- EXERCISE GOAL
How many of the lines in the data contain "implementation"? Give only the number.

(Saved entries)
★ ★ ★ ★ ★

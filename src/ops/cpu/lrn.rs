//! CPU implementation of local response normalization.

use crate::error::Result;
use crate::ops::common::validate_lrn_backward;
use crate::ops::{ChannelGeometry, LrnContext, LrnOps, LrnParams, WindowSumAlgorithm};
use crate::runtime::cpu::kernels::{self, PowMode};
use crate::runtime::cpu::{CpuClient, CpuRuntime};
use crate::runtime::{Device, require_contiguous, require_storage_len};
use crate::tensor::Tensor;

impl CpuClient {
    /// Run `algorithm`'s window sum from `input` into `out`
    ///
    /// # Safety
    /// Both addresses must be host pointers to `geom.numel()` f32 elements
    /// in distinct buffers.
    unsafe fn window_sum_into(
        &self,
        algorithm: WindowSumAlgorithm,
        input: u64,
        out: u64,
        geom: ChannelGeometry,
        n: usize,
    ) {
        let input = input as *const f32;
        let out = out as *mut f32;
        unsafe {
            match algorithm {
                WindowSumAlgorithm::Shifted => {
                    kernels::window_sum_shifted_kernel(self, input, out, geom, n)
                }
                WindowSumAlgorithm::Streaming => {
                    kernels::window_sum_streaming_kernel(self, input, out, geom, n)
                }
            }
        }
    }

}

/// Streaming mirrors the device path, including its fast `pow`
fn pow_mode(algorithm: WindowSumAlgorithm) -> PowMode {
    match algorithm {
        WindowSumAlgorithm::Shifted => PowMode::Exact,
        WindowSumAlgorithm::Streaming => PowMode::Fast,
    }
}

/// LrnOps implementation for CPU runtime.
impl LrnOps<CpuRuntime> for CpuClient {
    fn lrn_window_sum(&self, input: &Tensor<CpuRuntime>, n: usize) -> Result<Tensor<CpuRuntime>> {
        let geom = ChannelGeometry::from_shape(input.shape())?;
        require_contiguous(input)?;
        require_storage_len(input)?;
        log::debug!(
            "lrn_window_sum: shape={:?} n={} algorithm={} device={}",
            input.shape(),
            n,
            self.window_sum_algorithm().name(),
            self.device.name()
        );

        let out = Tensor::<CpuRuntime>::try_empty(input.shape(), &self.device)?;
        unsafe {
            self.window_sum_into(
                self.window_sum_algorithm(),
                input.storage().ptr(),
                out.storage().ptr(),
                geom,
                n,
            );
        }
        Ok(out)
    }

    fn lrn_forward(
        &self,
        x: &Tensor<CpuRuntime>,
        params: &LrnParams,
    ) -> Result<(Tensor<CpuRuntime>, LrnContext<CpuRuntime>)> {
        let geom = ChannelGeometry::from_shape(x.shape())?;
        require_contiguous(x)?;
        require_storage_len(x)?;
        let algorithm = self.window_sum_algorithm();
        log::debug!(
            "lrn_forward: shape={:?} n={} algorithm={} device={}",
            x.shape(),
            params.n,
            algorithm.name(),
            self.device.name()
        );

        let len = x.numel();
        let y = Tensor::<CpuRuntime>::try_empty(x.shape(), &self.device)?;
        let scale = Tensor::<CpuRuntime>::try_empty(x.shape(), &self.device)?;

        let x_ptr = x.storage().ptr();
        let y_ptr = y.storage().ptr();
        let scale_ptr = scale.storage().ptr();

        unsafe {
            // y holds x^2 until the final kernel overwrites it
            kernels::square_kernel(x_ptr as *const f32, y_ptr as *mut f32, len);
            self.window_sum_into(algorithm, y_ptr, scale_ptr, geom, params.n);
            kernels::lrn_forward_kernel(
                x_ptr as *const f32,
                scale_ptr as *mut f32,
                y_ptr as *mut f32,
                len,
                params.k,
                params.alpha,
                params.beta,
                pow_mode(algorithm),
            );
        }

        let ctx = LrnContext::new(scale, y.clone(), *params, algorithm);
        Ok((y, ctx))
    }

    fn lrn_backward(
        &self,
        ctx: &LrnContext<CpuRuntime>,
        x: &Tensor<CpuRuntime>,
        grad_y: &Tensor<CpuRuntime>,
    ) -> Result<Tensor<CpuRuntime>> {
        let geom = validate_lrn_backward(ctx, x, grad_y)?;
        let params = ctx.params();
        // Differentiate the forward that built the context, not this client's setting
        let algorithm = ctx.algorithm();
        log::debug!(
            "lrn_backward: shape={:?} n={} algorithm={} device={}",
            x.shape(),
            params.n,
            algorithm.name(),
            self.device.name()
        );

        let len = x.numel();
        let summand = Tensor::<CpuRuntime>::try_empty(x.shape(), &self.device)?;
        let grad_x = Tensor::<CpuRuntime>::try_empty(x.shape(), &self.device)?;

        let x_ptr = x.storage().ptr();
        let gy_ptr = grad_y.storage().ptr();
        let y_ptr = ctx.output().storage().ptr();
        let scale_ptr = ctx.scale().storage().ptr();
        let summand_ptr = summand.storage().ptr();
        let gx_ptr = grad_x.storage().ptr();

        unsafe {
            kernels::lrn_backward_summand_kernel(
                y_ptr as *const f32,
                gy_ptr as *const f32,
                scale_ptr as *const f32,
                summand_ptr as *mut f32,
                len,
            );
            self.window_sum_into(algorithm, summand_ptr, gx_ptr, geom, params.n);
            kernels::lrn_backward_kernel(
                x_ptr as *const f32,
                gy_ptr as *const f32,
                scale_ptr as *const f32,
                gx_ptr as *mut f32,
                len,
                params.beta,
                params.grad_coeff(),
                pow_mode(algorithm),
            );
        }

        Ok(grad_x)
    }
}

★ ★ ★ ★ ★

- SOLUTION FOR THIS EXERCISE
2